Pericles strode around declaring for liberty and you,
young and idealistic, drank it like wine. Soon,
down in the market, you sat all day:
teaching they called it, pontificating
said the neighbors, lying said the elders,
procrastinating, I said, you
who should have been training our sons.
And I, much younger than you, more Plato’s age
or even the callow sycophants. I had hoped
by now, women would be raised up.
You tried. One of your best lines
that “smart women should be as educated as men”.

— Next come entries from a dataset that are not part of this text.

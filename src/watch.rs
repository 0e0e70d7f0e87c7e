//! Save bridge: turns filesystem writes inside a working copy into save events.

use crate::error::ApiError;
use notify::event::{CreateKind, ModifyKind};
use notify::{Event, EventKind, RecommendedWatcher, RecursiveMode, Watcher};
use std::collections::HashMap;
use std::path::{Path, PathBuf};
use std::sync::mpsc;
use tracing::error;

/// A document was written to disk.
#[derive(Debug, Clone, PartialEq, Eq)]
pub struct SaveEvent {
    pub path: PathBuf,
}

/// Watches one working-copy directory.
pub struct SaveWatcher {
    root: PathBuf,
}

impl SaveWatcher {
    pub fn new(root: PathBuf) -> Self {
        Self { root }
    }

    /// Start watching; events arrive on the returned channel while the watcher lives.
    pub fn watch(
        &self,
    ) -> Result<(mpsc::Receiver<notify::Result<Event>>, RecommendedWatcher), ApiError> {
        let (tx, rx) = mpsc::channel();

        let mut watcher = notify::recommended_watcher(move |res| {
            if let Err(e) = tx.send(res) {
                error!("Error sending watch event: {}", e);
            }
        })
        .map_err(|e| ApiError::IoError(std::io::Error::other(format!(
            "Failed to create watcher: {}",
            e
        ))))?;

        watcher
            .watch(&self.root, RecursiveMode::Recursive)
            .map_err(|e| {
                ApiError::IoError(std::io::Error::other(format!(
                    "Failed to watch {}: {}",
                    self.root.display(),
                    e
                )))
            })?;

        Ok((rx, watcher))
    }

    /// Save events carried by a raw notify event.
    pub fn save_events(event: &Event) -> Vec<SaveEvent> {
        let is_write = matches!(
            event.kind,
            EventKind::Modify(ModifyKind::Data(_))
                | EventKind::Modify(ModifyKind::Any)
                | EventKind::Modify(ModifyKind::Name(_))
                | EventKind::Create(CreateKind::File)
                | EventKind::Create(CreateKind::Any)
        );
        if !is_write {
            return Vec::new();
        }

        event
            .paths
            .iter()
            .filter(|path| path.is_file())
            .map(|path| SaveEvent { path: path.clone() })
            .collect()
    }
}

/// Coalesces filesystem notifications into save events.
///
/// One editor save usually raises several notify events (create, data,
/// rename of a swap file). The filter remembers the text last handed to the
/// synchronizer per document and drops follow-up events whose text is the
/// same. Each save that reaches the synchronizer is pushed unconditionally.
#[derive(Debug, Default)]
pub struct SaveFilter {
    last: HashMap<PathBuf, String>,
}

impl SaveFilter {
    pub fn new() -> Self {
        Self::default()
    }

    /// Record `text` as already in sync for `path`.
    pub fn seed(&mut self, path: &Path, text: &str) {
        self.last.insert(path.to_path_buf(), text.to_string());
    }

    /// True (and recorded) when `text` differs from what was last seen for `path`.
    pub fn changed(&mut self, path: &Path, text: &str) -> bool {
        if self.last.get(path).map(String::as_str) == Some(text) {
            return false;
        }
        self.seed(path, text);
        true
    }
}
//! Filesystem-backed provider.
//!
//! Each block is one `<id>.json` file under the store root. Useful offline and
//! as a stand-in for a remote provider in tests.

use crate::error::ApiError;
use crate::provider::StorageProvider;
use crate::types::{BlockSummary, FileContent, StorageBlock};
use async_trait::async_trait;
use chrono::Utc;
use indexmap::IndexMap;
use parking_lot::Mutex;
use serde::{Deserialize, Serialize};
use std::path::{Path, PathBuf};

const URL_SCHEME: &str = "local://";

#[derive(Debug, Clone, Serialize, Deserialize)]
struct StoredBlock {
    block: StorageBlock,
    #[serde(default)]
    starred: bool,
    created_at: String,
    updated_at: String,
}

pub struct LocalProvider {
    root: PathBuf,
    write_lock: Mutex<()>,
}

impl LocalProvider {
    pub const NAME: &'static str = "local";

    /// Open (creating if needed) a block store rooted at `root`.
    pub fn open(root: impl Into<PathBuf>) -> Result<Self, ApiError> {
        let root = root.into();
        std::fs::create_dir_all(&root).map_err(|e| {
            ApiError::ConfigError(format!(
                "Failed to create block store {}: {}",
                root.display(),
                e
            ))
        })?;
        let root = dunce::canonicalize(&root)?;
        Ok(Self {
            root,
            write_lock: Mutex::new(()),
        })
    }

    pub fn root(&self) -> &Path {
        &self.root
    }

    fn block_url(block_id: &str) -> String {
        format!("{}{}", URL_SCHEME, block_id)
    }

    fn path_for(&self, block_id: &str) -> Result<PathBuf, ApiError> {
        let valid = !block_id.is_empty()
            && block_id
                .chars()
                .all(|c| c.is_ascii_alphanumeric() || c == '-');
        if !valid {
            return Err(ApiError::ProviderError(format!(
                "Invalid code block id: {}",
                block_id
            )));
        }
        Ok(self.root.join(format!("{}.json", block_id)))
    }

    fn read(&self, block_id: &str) -> Result<StoredBlock, ApiError> {
        let path = self.path_for(block_id)?;
        if !path.exists() {
            return Err(ApiError::ProviderError(format!(
                "Code block not found: {}",
                block_id
            )));
        }
        let content = std::fs::read_to_string(&path)?;
        Ok(serde_json::from_str(&content)?)
    }

    fn write(&self, stored: &StoredBlock) -> Result<(), ApiError> {
        let path = self.path_for(&stored.block.id)?;
        let content = serde_json::to_string_pretty(stored)?;
        std::fs::write(&path, content)?;
        Ok(())
    }

    fn update<F>(&self, block_id: &str, mutate: F) -> Result<(), ApiError>
    where
        F: FnOnce(&mut StoredBlock) -> Result<(), ApiError>,
    {
        let _guard = self.write_lock.lock();
        let mut stored = self.read(block_id)?;
        mutate(&mut stored)?;
        stored.updated_at = Utc::now().to_rfc3339();
        self.write(&stored)
    }

    fn load_all(&self) -> Result<Vec<StoredBlock>, ApiError> {
        let entries = std::fs::read_dir(&self.root).map_err(|e| {
            ApiError::ProviderError(format!(
                "Failed to read block store {}: {}",
                self.root.display(),
                e
            ))
        })?;

        let mut loaded = Vec::new();
        for entry in entries {
            let entry = match entry {
                Ok(e) => e,
                Err(e) => {
                    tracing::warn!(
                        "Failed to read directory entry in {}: {}",
                        self.root.display(),
                        e
                    );
                    continue;
                }
            };

            let path = entry.path();
            if path.extension() != Some(std::ffi::OsStr::new("json")) {
                continue;
            }

            let parsed = std::fs::read_to_string(&path)
                .map_err(ApiError::from)
                .and_then(|content| Ok(serde_json::from_str::<StoredBlock>(&content)?));
            match parsed {
                Ok(stored) => loaded.push(stored),
                Err(e) => {
                    tracing::warn!("Skipping unreadable block {}: {}", path.display(), e);
                }
            }
        }

        Ok(loaded)
    }
}

#[async_trait]
impl StorageProvider for LocalProvider {
    fn name(&self) -> &str {
        Self::NAME
    }

    async fn is_authenticated(&self) -> bool {
        true
    }

    async fn login(&self, _username: &str, _password: &str) -> Result<(), ApiError> {
        Ok(())
    }

    async fn list(&self, favorite_only: bool) -> Result<Vec<BlockSummary>, ApiError> {
        let mut blocks: Vec<StoredBlock> = self
            .load_all()?
            .into_iter()
            .filter(|stored| !favorite_only || stored.starred)
            .collect();
        blocks.sort_by(|a, b| b.updated_at.cmp(&a.updated_at));

        Ok(blocks
            .iter()
            .map(|stored| BlockSummary {
                url: Self::block_url(&stored.block.id),
                ..BlockSummary::from(&stored.block)
            })
            .collect())
    }

    async fn get_storage_block(&self, url: &str) -> Result<StorageBlock, ApiError> {
        let block_id = url.strip_prefix(URL_SCHEME).unwrap_or(url);
        self.get_storage_block_by_id(block_id).await
    }

    async fn get_storage_block_by_id(&self, id: &str) -> Result<StorageBlock, ApiError> {
        Ok(self.read(id)?.block)
    }

    async fn create_file(
        &self,
        file_name: &str,
        description: &str,
        content: &str,
        is_private: bool,
    ) -> Result<StorageBlock, ApiError> {
        let id = uuid::Uuid::new_v4().simple().to_string();
        let path = self.path_for(&id)?;

        let mut files = IndexMap::new();
        files.insert(file_name.to_string(), FileContent::new(content));
        let block = StorageBlock {
            id: id.clone(),
            description: description.to_string(),
            is_private,
            html_url: format!("file://{}", path.display()),
            files,
        };

        let now = Utc::now().to_rfc3339();
        let stored = StoredBlock {
            block: block.clone(),
            starred: false,
            created_at: now.clone(),
            updated_at: now,
        };

        let _guard = self.write_lock.lock();
        self.write(&stored)?;
        tracing::info!(block_id = %id, file_name, "Created local code block");
        Ok(block)
    }

    async fn edit_file(
        &self,
        block_id: &str,
        file_name: &str,
        content: &str,
    ) -> Result<(), ApiError> {
        self.update(block_id, |stored| {
            match stored.block.files.get_mut(file_name) {
                Some(file) => file.content = content.to_string(),
                None => {
                    stored
                        .block
                        .files
                        .insert(file_name.to_string(), FileContent::new(content));
                }
            }
            Ok(())
        })
    }

    async fn remove_file_from_storage_block(
        &self,
        block_id: &str,
        file_name: &str,
    ) -> Result<(), ApiError> {
        self.update(block_id, |stored| {
            if stored.block.files.shift_remove(file_name).is_none() {
                return Err(ApiError::ProviderError(format!(
                    "File {} not found in code block {}",
                    file_name, block_id
                )));
            }
            Ok(())
        })
    }

    async fn delete_storage_block(&self, block_id: &str) -> Result<(), ApiError> {
        let path = self.path_for(block_id)?;
        let _guard = self.write_lock.lock();
        if !path.exists() {
            return Err(ApiError::ProviderError(format!(
                "Code block not found: {}",
                block_id
            )));
        }
        std::fs::remove_file(&path)?;
        tracing::info!(block_id, "Deleted local code block");
        Ok(())
    }

    async fn change_description(
        &self,
        block_id: &str,
        description: &str,
    ) -> Result<(), ApiError> {
        self.update(block_id, |stored| {
            stored.block.description = description.to_string();
            Ok(())
        })
    }

    async fn set_starred(&self, block_id: &str, starred: bool) -> Result<(), ApiError> {
        self.update(block_id, |stored| {
            stored.starred = starred;
            Ok(())
        })
    }
}

#[cfg(test)]
mod tests {
    use super::*;
    use tempfile::TempDir;

    fn provider(temp: &TempDir) -> LocalProvider {
        LocalProvider::open(temp.path().join("blocks")).unwrap()
    }

    #[tokio::test]
    async fn create_then_fetch_by_id_and_url() {
        let temp = TempDir::new().unwrap();
        let provider = provider(&temp);

        let block = provider
            .create_file("a.txt", "notes", "hello", true)
            .await
            .unwrap();
        assert!(!block.id.contains('_'));
        assert!(block.is_private);

        let by_id = provider.get_storage_block_by_id(&block.id).await.unwrap();
        assert_eq!(by_id, block);

        let summaries = provider.list(false).await.unwrap();
        assert_eq!(summaries.len(), 1);
        let by_url = provider.get_storage_block(&summaries[0].url).await.unwrap();
        assert_eq!(by_url.files["a.txt"].content, "hello");
    }

    #[tokio::test]
    async fn edit_adds_and_overwrites_files() {
        let temp = TempDir::new().unwrap();
        let provider = provider(&temp);
        let block = provider.create_file("a.txt", "", "one", false).await.unwrap();

        provider.edit_file(&block.id, "a.txt", "two").await.unwrap();
        provider.edit_file(&block.id, "b.txt", "three").await.unwrap();

        let block = provider.get_storage_block_by_id(&block.id).await.unwrap();
        let names: Vec<_> = block.files.keys().cloned().collect();
        assert_eq!(names, vec!["a.txt", "b.txt"]);
        assert_eq!(block.files["a.txt"].content, "two");
    }

    #[tokio::test]
    async fn edit_unknown_block_fails() {
        let temp = TempDir::new().unwrap();
        let provider = provider(&temp);
        let err = provider.edit_file("deadbeef", "a.txt", "x").await.unwrap_err();
        assert!(matches!(err, ApiError::ProviderError(_)));
    }

    #[tokio::test]
    async fn ids_with_path_characters_are_rejected() {
        let temp = TempDir::new().unwrap();
        let provider = provider(&temp);
        let err = provider
            .get_storage_block_by_id("../escape")
            .await
            .unwrap_err();
        assert!(matches!(err, ApiError::ProviderError(_)));
    }

    #[tokio::test]
    async fn remove_file_may_empty_the_block() {
        let temp = TempDir::new().unwrap();
        let provider = provider(&temp);
        let block = provider.create_file("a.txt", "", "one", false).await.unwrap();

        provider
            .remove_file_from_storage_block(&block.id, "a.txt")
            .await
            .unwrap();
        let block = provider.get_storage_block_by_id(&block.id).await.unwrap();
        assert!(block.files.is_empty());
    }

    #[tokio::test]
    async fn starred_filter_and_delete() {
        let temp = TempDir::new().unwrap();
        let provider = provider(&temp);
        let first = provider.create_file("a.txt", "first", "", false).await.unwrap();
        let second = provider.create_file("b.txt", "second", "", false).await.unwrap();
        provider.set_starred(&second.id, true).await.unwrap();

        let starred = provider.list(true).await.unwrap();
        assert_eq!(starred.len(), 1);
        assert_eq!(starred[0].id, second.id);

        provider.set_starred(&second.id, false).await.unwrap();
        assert!(provider.list(true).await.unwrap().is_empty());
        assert!(provider.set_starred("deadbeef", true).await.is_err());

        provider.delete_storage_block(&first.id).await.unwrap();
        assert_eq!(provider.list(false).await.unwrap().len(), 1);
        assert!(provider.delete_storage_block(&first.id).await.is_err());
    }

    #[tokio::test]
    async fn change_description_persists() {
        let temp = TempDir::new().unwrap();
        let provider = provider(&temp);
        let block = provider.create_file("a.txt", "old", "", false).await.unwrap();

        provider.change_description(&block.id, "new").await.unwrap();
        let block = provider.get_storage_block_by_id(&block.id).await.unwrap();
        assert_eq!(block.description, "new");
    }
}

Oh they didn’t like that. Couldn’t even share
mathematics with each other. Oh dear,
if the common man tried to understand
the polyhedron it would drive him mad.
Well, I had no trouble with all those facets.
though I had to pretend you’d never shared it.
When did you stop being the lovable town eccentric?
When was it enough to fill the guilty jar with votes?
Why not accept exile, over the slow paralysis of death?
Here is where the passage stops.